Yelloweye Rockfish definitely earn points for living around the deep reefs that also harbor some of the Pacific Ocean’s most voracious predators. Such as Halibut and Lingcod. They are always impressive to see in person. But are usually off limits to fishermen, aside from the Canadian Coast and Alaska.
Yelloweye Rockfish Basics
Scientific Name: Sebastes Ruberrimus
Geographic Range: Alaska to California
Typical Depth: 200′ to 600′
Typical Weight: 5 pounds to 30 pounds
Alaska’s Aleutian Island to California, but as far south as Baja is the primary zone. Anywhere between 200′ to 600′ depths with mega rocky structure can hold Yelloweye. They are one of the longest living of our Pacific Rockfish species. Pacific Halibut don’t even mature until 20 years of age and can live up to 150 years old. They can still be retained as part of your catch in the most remote areas of the North Pacific, such as Alaska.

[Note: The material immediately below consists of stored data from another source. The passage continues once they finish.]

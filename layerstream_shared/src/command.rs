//! Device-ready instruction blocks.
//!
//! A `CommandBlock` holds one layer's worth of list commands in execution order
//! plus the parameter segments that partition them by build style. Blocks are
//! created by the producer, moved through the layer queue and dropped by the
//! consumer once executed.

use serde::{Deserialize, Serialize};

use crate::style::{BuildStyle, LaserMode};

/// A single list command. Coordinates are device bits.
#[derive(Debug, Clone, Copy, PartialEq, Eq, Serialize, Deserialize)]
pub enum Command {
    Jump { x: i32, y: i32 },
    Mark { x: i32, y: i32 },
    Delay { micros: u32 },
}

impl Command {
    pub fn is_mark(&self) -> bool {
        matches!(self, Command::Mark { .. })
    }
}

/// Inclusive range `[start_cmd, end_cmd]` of commands sharing one laser configuration.
#[derive(Debug, Clone, PartialEq, Serialize, Deserialize)]
pub struct ParameterSegment {
    pub start_cmd: usize,
    pub end_cmd: usize,
    pub style_id: u32,
    pub laser_power_w: f64,
    pub mark_speed: f64,
    pub jump_speed: f64,
    pub mode: LaserMode,
    pub focus_offset_mm: f64,
}

impl ParameterSegment {
    pub fn from_style(start_cmd: usize, end_cmd: usize, style: &BuildStyle) -> Self {
        Self {
            start_cmd,
            end_cmd,
            style_id: style.id,
            laser_power_w: style.laser_power_w,
            mark_speed: style.mark_speed,
            jump_speed: style.jump_speed,
            mode: style.mode,
            focus_offset_mm: style.focus_offset_mm,
        }
    }

    pub fn contains(&self, index: usize) -> bool {
        self.start_cmd <= index && index <= self.end_cmd
    }

    pub fn len(&self) -> usize {
        self.end_cmd + 1 - self.start_cmd
    }

    pub fn is_empty(&self) -> bool {
        self.end_cmd < self.start_cmd
    }
}

#[derive(Debug, Clone, PartialEq, Default, Serialize, Deserialize)]
pub struct CommandBlock {
    pub layer_number: u32,
    pub layer_thickness: f64,
    pub commands: Vec<Command>,
    pub parameter_segments: Vec<ParameterSegment>,
}

impl CommandBlock {
    pub fn new(layer_number: u32, layer_thickness: f64) -> Self {
        Self {
            layer_number,
            layer_thickness,
            commands: Vec::new(),
            parameter_segments: Vec::new(),
        }
    }

    pub fn len(&self) -> usize {
        self.commands.len()
    }

    pub fn is_empty(&self) -> bool {
        self.commands.is_empty()
    }

    /// Index into `parameter_segments` of the segment owning `index`.
    ///
    /// Linear scan; per-layer segment counts are small.
    pub fn segment_for(&self, index: usize) -> Option<usize> {
        self.parameter_segments.iter().position(|s| s.contains(index))
    }

    pub fn mark_count(&self) -> usize {
        self.commands.iter().filter(|c| c.is_mark()).count()
    }

    /// True when the segments are ordered, contiguous, non-overlapping and
    /// together cover exactly `[0, commands.len() - 1]`.
    pub fn coverage_is_complete(&self) -> bool {
        if self.commands.is_empty() {
            return self.parameter_segments.is_empty();
        }
        let mut next = 0usize;
        for segment in &self.parameter_segments {
            if segment.is_empty() || segment.start_cmd != next {
                return false;
            }
            next = segment.end_cmd + 1;
        }
        next == self.commands.len()
    }
}
//! Slice geometry as delivered by a geometry source.
//!
//! All coordinates are physical millimetres in the build-plane frame. A `Layer`
//! is immutable once produced and is moved into the converter.

use serde::{Deserialize, Serialize};

#[derive(Debug, Clone, Copy, PartialEq, Serialize, Deserialize)]
pub struct Point2 {
    pub x: f64,
    pub y: f64,
}

impl Point2 {
    pub const fn new(x: f64, y: f64) -> Self {
        Self { x, y }
    }

    pub fn is_finite(&self) -> bool {
        self.x.is_finite() && self.y.is_finite()
    }
}

/// A batch of independent line segments sharing one geometry type.
#[derive(Debug, Clone, PartialEq, Serialize, Deserialize)]
pub struct Hatch {
    pub geometry_tag: u32,
    #[serde(default)]
    pub lines: Vec<(Point2, Point2)>,
}

/// An open chain of points.
#[derive(Debug, Clone, PartialEq, Serialize, Deserialize)]
pub struct Polyline {
    pub geometry_tag: u32,
    pub points: Vec<Point2>,
}

/// A closed chain; the closing edge back to the first point is implicit.
#[derive(Debug, Clone, PartialEq, Serialize, Deserialize)]
pub struct Polygon {
    pub geometry_tag: u32,
    pub points: Vec<Point2>,
}

#[derive(Debug, Clone, PartialEq, Serialize, Deserialize)]
pub struct Layer {
    pub index: u32,
    /// Height of the layer top above the build plate, mm.
    pub z_height: f64,
    /// Layer thickness, mm.
    pub thickness: f64,
    #[serde(default)]
    pub hatches: Vec<Hatch>,
    #[serde(default)]
    pub polylines: Vec<Polyline>,
    #[serde(default)]
    pub polygons: Vec<Polygon>,
}

impl Layer {
    pub fn new(index: u32, z_height: f64, thickness: f64) -> Self {
        Self {
            index,
            z_height,
            thickness,
            hatches: Vec::new(),
            polylines: Vec::new(),
            polygons: Vec::new(),
        }
    }

    pub fn is_empty(&self) -> bool {
        self.hatches.iter().all(|h| h.lines.is_empty())
            && self.polylines.is_empty()
            && self.polygons.is_empty()
    }

    /// Number of geometry items (hatch batches, polylines, polygons).
    pub fn item_count(&self) -> usize {
        self.hatches.len() + self.polylines.len() + self.polygons.len()
    }
}

#[cfg(test)]
mod tests {
    use super::*;

    #[test]
    fn test_layer_json_defaults() {
        let layer: Layer =
            serde_json::from_str(r#"{"index":4,"z_height":0.12,"thickness":0.03}"#).unwrap();
        assert_eq!(layer.index, 4);
        assert!(layer.is_empty());
        assert_eq!(layer.item_count(), 0);
    }

    #[test]
    fn test_empty_hatch_counts_as_empty() {
        let mut layer = Layer::new(0, 0.03, 0.03);
        layer.hatches.push(Hatch { geometry_tag: 1, lines: vec![] });
        assert!(layer.is_empty());
        assert_eq!(layer.item_count(), 1);
    }
}
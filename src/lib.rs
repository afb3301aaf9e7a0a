// layerstream: streams sliced layers to a galvo scan controller in lock-step
// with the machine controller that lays each powder layer

pub mod config;
pub mod converter;
pub mod error;
pub mod handshake;
pub mod hardware;
pub mod queue;
pub mod slice_file;
pub mod stream;
pub mod synthetic;

pub use config::{Config, load_config};
pub use converter::{ConversionError, LayerConverter};
pub use error::{ErrorKind, StreamError};
pub use handshake::{HandshakeCoordinator, HandshakeError};
pub use hardware::{DeviceError, DeviceSession, ListState, ScannerFactory};
pub use queue::{LayerQueue, QueueStats};
pub use slice_file::SliceFile;
pub use stream::{RunOutcome, RunSummary, StopHandle, StreamEvent, StreamOrchestrator};
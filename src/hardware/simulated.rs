// src/hardware/simulated.rs - In-process scan controller for tests and dry runs
//
// Models the parts of a real list-based scan controller the engine depends on:
// the list keeps its input/output pointers across an execute, so reopening it
// without a reset makes the first new command fail at index 0; execution takes
// time per command; errors latch until cleared.

use layerstream_shared::hardware_traits::codes;
use layerstream_shared::{DeviceStatus, LaserMode, ScanDevice};
use std::sync::{Arc, Mutex};
use std::time::{Duration, Instant};

use crate::config::ScannerConfig;
use crate::hardware::{DeviceError, ScannerFactory};
use crate::stream::control::lock;

#[derive(Debug, Clone, PartialEq)]
pub enum ScannerEvent {
    ListReset,
    ListOpened,
    ListClosed,
    Executed { commands: usize },
    Jump { x: i32, y: i32 },
    Mark { x: i32, y: i32 },
    Delay { micros: u32 },
    MarkSpeed(f64),
    JumpSpeed(f64),
    AnalogOut { channel: u8, value: u16 },
    LaserMode(LaserMode),
    FocusOffset(f64),
    LaserEnabled,
    LaserDisabled,
    Error(u32),
    Closed,
}

impl ScannerEvent {
    pub fn is_vector(&self) -> bool {
        matches!(self, ScannerEvent::Jump { .. } | ScannerEvent::Mark { .. } | ScannerEvent::Delay { .. })
    }
}

/// Shared record of everything a simulated device was asked to do.
#[derive(Debug, Clone, Default)]
pub struct ScannerJournal {
    events: Arc<Mutex<Vec<ScannerEvent>>>,
}

impl ScannerJournal {
    pub fn new() -> Self {
        Self::default()
    }

    fn record(&self, event: ScannerEvent) {
        lock(&self.events).push(event);
    }

    pub fn events(&self) -> Vec<ScannerEvent> {
        lock(&self.events).clone()
    }

    pub fn count(&self, pred: impl Fn(&ScannerEvent) -> bool) -> usize {
        lock(&self.events).iter().filter(|e| pred(e)).count()
    }

    pub fn executed_commands(&self) -> usize {
        lock(&self.events)
            .iter()
            .map(|e| match e {
                ScannerEvent::Executed { commands } => *commands,
                _ => 0,
            })
            .sum()
    }

    pub fn errors(&self) -> Vec<u32> {
        lock(&self.events)
            .iter()
            .filter_map(|e| match e {
                ScannerEvent::Error(code) => Some(*code),
                _ => None,
            })
            .collect()
    }

    pub fn clear(&self) {
        lock(&self.events).clear();
    }
}

/// Fault and timing injection.
#[derive(Debug, Clone)]
pub struct SimulatedBehavior {
    /// Execution time per queued command.
    pub per_command: Duration,
    /// Executing lists never finish.
    pub hang: bool,
    /// Fail the n-th execute (1-based) with `EXECUTION_FAULT`.
    pub fail_execute_at: Option<u64>,
    /// The first list reset finds a stale timeout code from an earlier phase.
    pub stale_code_on_first_reset: bool,
    /// Record every jump/mark/delay in the journal.
    pub record_vectors: bool,
    /// Refuse to open at all.
    pub offline: bool,
}

impl Default for SimulatedBehavior {
    fn default() -> Self {
        Self {
            per_command: Duration::from_micros(20),
            hang: false,
            fail_execute_at: None,
            stale_code_on_first_reset: false,
            record_vectors: true,
            offline: false,
        }
    }
}

#[derive(Debug)]
struct Execution {
    started: Instant,
    commands: usize,
}

pub struct SimulatedScanner {
    journal: ScannerJournal,
    behavior: SimulatedBehavior,
    capacity: usize,
    queued: usize,
    open: bool,
    closed: bool,
    // Pointers left behind by the last execution; only a reset clears them.
    stale_pointers: bool,
    execution: Option<Execution>,
    executions: u64,
    resets: u64,
    error: u32,
}

impl SimulatedScanner {
    pub fn new(capacity: usize, behavior: SimulatedBehavior, journal: ScannerJournal) -> Self {
        Self {
            journal,
            behavior,
            capacity,
            queued: 0,
            open: false,
            closed: false,
            stale_pointers: false,
            execution: None,
            executions: 0,
            resets: 0,
            error: codes::OK,
        }
    }

    fn latch(&mut self, code: u32) {
        if self.error == codes::OK {
            self.error = code;
        }
        self.journal.record(ScannerEvent::Error(code));
    }

    fn queue_vector(&mut self, event: ScannerEvent) {
        if !self.open {
            self.latch(codes::LIST_NOT_OPEN);
            return;
        }
        if self.stale_pointers {
            // The device sees the new command at a stale offset and reports index 0
            self.latch(codes::COMMAND_REJECTED);
            return;
        }
        if self.queued >= self.capacity {
            self.latch(codes::LIST_OVERFLOW);
            return;
        }
        self.queued += 1;
        if self.behavior.record_vectors {
            self.journal.record(event);
        }
    }

    fn execution_time(&self, commands: usize) -> Duration {
        self.behavior.per_command * commands as u32
    }
}

impl ScanDevice for SimulatedScanner {
    fn reset_list(&mut self) {
        self.resets += 1;
        if self.resets == 1 && self.behavior.stale_code_on_first_reset {
            self.latch(codes::STALE_TIMEOUT);
        }
        self.execution = None;
        self.queued = 0;
        self.open = false;
        self.closed = false;
        self.stale_pointers = false;
        self.journal.record(ScannerEvent::ListReset);
    }

    fn open_list(&mut self) {
        // Opening keeps whatever pointers the list still has.
        self.open = true;
        self.closed = false;
        self.journal.record(ScannerEvent::ListOpened);
    }

    fn close_list(&mut self) {
        if !self.open {
            self.latch(codes::LIST_NOT_OPEN);
            return;
        }
        self.open = false;
        self.closed = true;
        self.journal.record(ScannerEvent::ListClosed);
    }

    fn execute_list(&mut self) {
        if !self.closed {
            self.latch(codes::LIST_NOT_CLOSED);
            return;
        }
        self.executions += 1;
        if self.behavior.fail_execute_at == Some(self.executions) {
            self.latch(codes::EXECUTION_FAULT);
            return;
        }
        self.closed = false;
        self.stale_pointers = true;
        self.execution = Some(Execution {
            started: Instant::now(),
            commands: self.queued,
        });
        self.journal.record(ScannerEvent::Executed { commands: self.queued });
    }

    fn list_occupancy(&mut self) -> usize {
        self.queued
    }

    fn jump_abs(&mut self, x: i32, y: i32) {
        self.queue_vector(ScannerEvent::Jump { x, y });
    }

    fn mark_abs(&mut self, x: i32, y: i32) {
        self.queue_vector(ScannerEvent::Mark { x, y });
    }

    fn long_delay(&mut self, micros: u32) {
        self.queue_vector(ScannerEvent::Delay { micros });
    }

    fn set_mark_speed(&mut self, mm_per_s: f64) {
        self.journal.record(ScannerEvent::MarkSpeed(mm_per_s));
    }

    fn set_jump_speed(&mut self, mm_per_s: f64) {
        self.journal.record(ScannerEvent::JumpSpeed(mm_per_s));
    }

    fn set_laser_delays(&mut self, _on_us: u32, _off_us: u32) {}

    fn set_scanner_delays(&mut self, _jump_us: u32, _mark_us: u32, _polygon_us: u32) {}

    fn write_analog_out(&mut self, channel: u8, value: u16) {
        self.journal.record(ScannerEvent::AnalogOut { channel, value });
    }

    fn set_laser_mode(&mut self, mode: LaserMode) {
        self.journal.record(ScannerEvent::LaserMode(mode));
    }

    fn set_focus_offset(&mut self, mm: f64) {
        self.journal.record(ScannerEvent::FocusOffset(mm));
    }

    fn enable_laser(&mut self) {
        self.journal.record(ScannerEvent::LaserEnabled);
    }

    fn disable_laser(&mut self) {
        self.journal.record(ScannerEvent::LaserDisabled);
    }

    fn status(&mut self) -> DeviceStatus {
        let Some(execution) = &self.execution else {
            return DeviceStatus { busy: false, position: self.queued };
        };
        let elapsed = execution.started.elapsed();
        let total = self.execution_time(execution.commands);
        if self.behavior.hang || elapsed < total {
            let per = self.behavior.per_command.as_nanos().max(1);
            let done = (elapsed.as_nanos() / per) as usize;
            return DeviceStatus {
                busy: true,
                position: done.min(execution.commands.saturating_sub(1)),
            };
        }
        let position = execution.commands;
        self.execution = None;
        DeviceStatus { busy: false, position }
    }

    fn last_error(&mut self) -> u32 {
        self.error
    }

    fn clear_error(&mut self) {
        self.error = codes::OK;
    }
}

impl Drop for SimulatedScanner {
    fn drop(&mut self) {
        self.journal.record(ScannerEvent::Closed);
    }
}

/// Opens [`SimulatedScanner`]s that all report into one journal.
#[derive(Debug, Clone, Default)]
pub struct SimulatedScannerFactory {
    journal: ScannerJournal,
    behavior: SimulatedBehavior,
}

impl SimulatedScannerFactory {
    pub fn new() -> Self {
        Self::default()
    }

    pub fn with_behavior(behavior: SimulatedBehavior) -> Self {
        Self {
            journal: ScannerJournal::new(),
            behavior,
        }
    }

    pub fn journal(&self) -> ScannerJournal {
        self.journal.clone()
    }
}

impl ScannerFactory for SimulatedScannerFactory {
    fn driver_name(&self) -> &str {
        "simulated"
    }

    fn open(&self, config: &ScannerConfig) -> Result<Box<dyn ScanDevice>, DeviceError> {
        if self.behavior.offline {
            return Err(DeviceError::Open("simulated scanner is offline".to_string()));
        }
        Ok(Box::new(SimulatedScanner::new(
            config.list_capacity,
            self.behavior.clone(),
            self.journal.clone(),
        )))
    }
}
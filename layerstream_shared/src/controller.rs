//! Logical tag interface to the external programmable controller (PLC).
//!
//! The concrete industrial transport lives outside this workspace; the engine
//! only needs typed reads and writes of a handful of logical points.

use std::fmt;
use thiserror::Error;

#[derive(Debug, Clone, Copy, PartialEq, Eq, Hash)]
pub enum ControllerTag {
    /// write bool: true requests physical layer preparation
    LaySurfaceRequest,
    /// read bool: true once the controller finished preparing the layer
    LaySurfacePrepared,
    /// write int: number of layers to lay (always 1)
    LayStackCount,
    /// write int: powder source cylinder delta, µm
    StepSource,
    /// write int: build cylinder delta, µm
    StepSink,
    /// write bool: immediate halt request
    EmergencyStop,
}

impl ControllerTag {
    pub fn name(self) -> &'static str {
        match self {
            ControllerTag::LaySurfaceRequest => "LaySurfaceRequest",
            ControllerTag::LaySurfacePrepared => "LaySurfacePrepared",
            ControllerTag::LayStackCount => "LayStackCount",
            ControllerTag::StepSource => "StepSource",
            ControllerTag::StepSink => "StepSink",
            ControllerTag::EmergencyStop => "EmergencyStop",
        }
    }

    /// Boolean tags; the rest carry integers.
    pub fn is_bool(self) -> bool {
        matches!(
            self,
            ControllerTag::LaySurfaceRequest
                | ControllerTag::LaySurfacePrepared
                | ControllerTag::EmergencyStop
        )
    }
}

impl fmt::Display for ControllerTag {
    fn fmt(&self, f: &mut fmt::Formatter<'_>) -> fmt::Result {
        f.write_str(self.name())
    }
}

#[derive(Debug, Clone, Copy, PartialEq, Eq)]
pub enum TagValue {
    Bool(bool),
    Int(i32),
}

#[derive(Debug, Clone, Error, PartialEq, Eq)]
pub enum LinkError {
    #[error("Controller link not connected")]
    NotConnected,
    #[error("Controller link lost: {0}")]
    Lost(String),
    #[error("Tag {0} does not accept this value type")]
    WrongType(ControllerTag),
}

/// Typed read/write access to the controller's tag set.
///
/// Methods are individually thread-safe; the handle is established before the
/// workers start and is never reassigned while they run.
pub trait ControllerLink: Send + Sync {
    fn is_ready(&self) -> bool;
    fn write_bool(&self, tag: ControllerTag, value: bool) -> Result<(), LinkError>;
    fn write_int(&self, tag: ControllerTag, value: i32) -> Result<(), LinkError>;
    fn read_bool(&self, tag: ControllerTag) -> Result<bool, LinkError>;
}
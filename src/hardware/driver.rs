// Process-wide scanner driver handle
//
// The vendor library behind a scan controller is global to the process: it is
// loaded once, shared by every open session and released when the last user
// goes away. Holders keep an `Arc<ScannerDriver>`; the registry only keeps a
// weak reference so the count drops to zero naturally.

use std::sync::{Arc, Mutex, Weak};
use std::time::Instant;

use crate::stream::control::lock;

static DRIVER: Mutex<Weak<ScannerDriver>> = Mutex::new(Weak::new());

#[derive(Debug)]
pub struct ScannerDriver {
    name: String,
    loaded_at: Instant,
}

impl ScannerDriver {
    /// Returns the loaded driver, loading it first if nobody holds it.
    pub fn acquire(name: &str) -> Arc<ScannerDriver> {
        let mut slot = lock(&DRIVER);
        if let Some(driver) = slot.upgrade() {
            tracing::debug!("Reusing scanner driver '{}'", driver.name);
            return driver;
        }
        tracing::info!("Loading scanner driver '{}'", name);
        let driver = Arc::new(ScannerDriver {
            name: name.to_string(),
            loaded_at: Instant::now(),
        });
        *slot = Arc::downgrade(&driver);
        driver
    }

    pub fn is_loaded() -> bool {
        lock(&DRIVER).strong_count() > 0
    }

    pub fn name(&self) -> &str {
        &self.name
    }

    pub fn loaded_at(&self) -> Instant {
        self.loaded_at
    }
}

impl Drop for ScannerDriver {
    fn drop(&mut self) {
        tracing::info!(
            "Releasing scanner driver '{}' after {:?}",
            self.name,
            self.loaded_at.elapsed()
        );
    }
}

How to Identify Yelloweye Rockfish
Yelloweye are one of the largest Rockfish species. The body is typically red-orage or red-brown. Eyes are pronounced and yellow. They often have a mouth on them that looks almost Jurassic.
Where Yelloweye Rockfish Live
Yelloweye Rockfish congretate around extremely rocky structure. They are a solitary creature. They do not school like many of the pelagic Rockfish such as Yellowtail, Black and Blue. Yelloweye are non-pelagic. They can live their entire life on one rock.
They are one of the Rockfish species most in need of protection. Due to the fact that they take so long to mature and can live to a ripe old age. They are completely off limits to retention along the California, Oregon and Washington Coastlines. I have kept a couple throughout my Alaska guiding experience a couple years back. However, I think they should be considered too special to retain nowadays.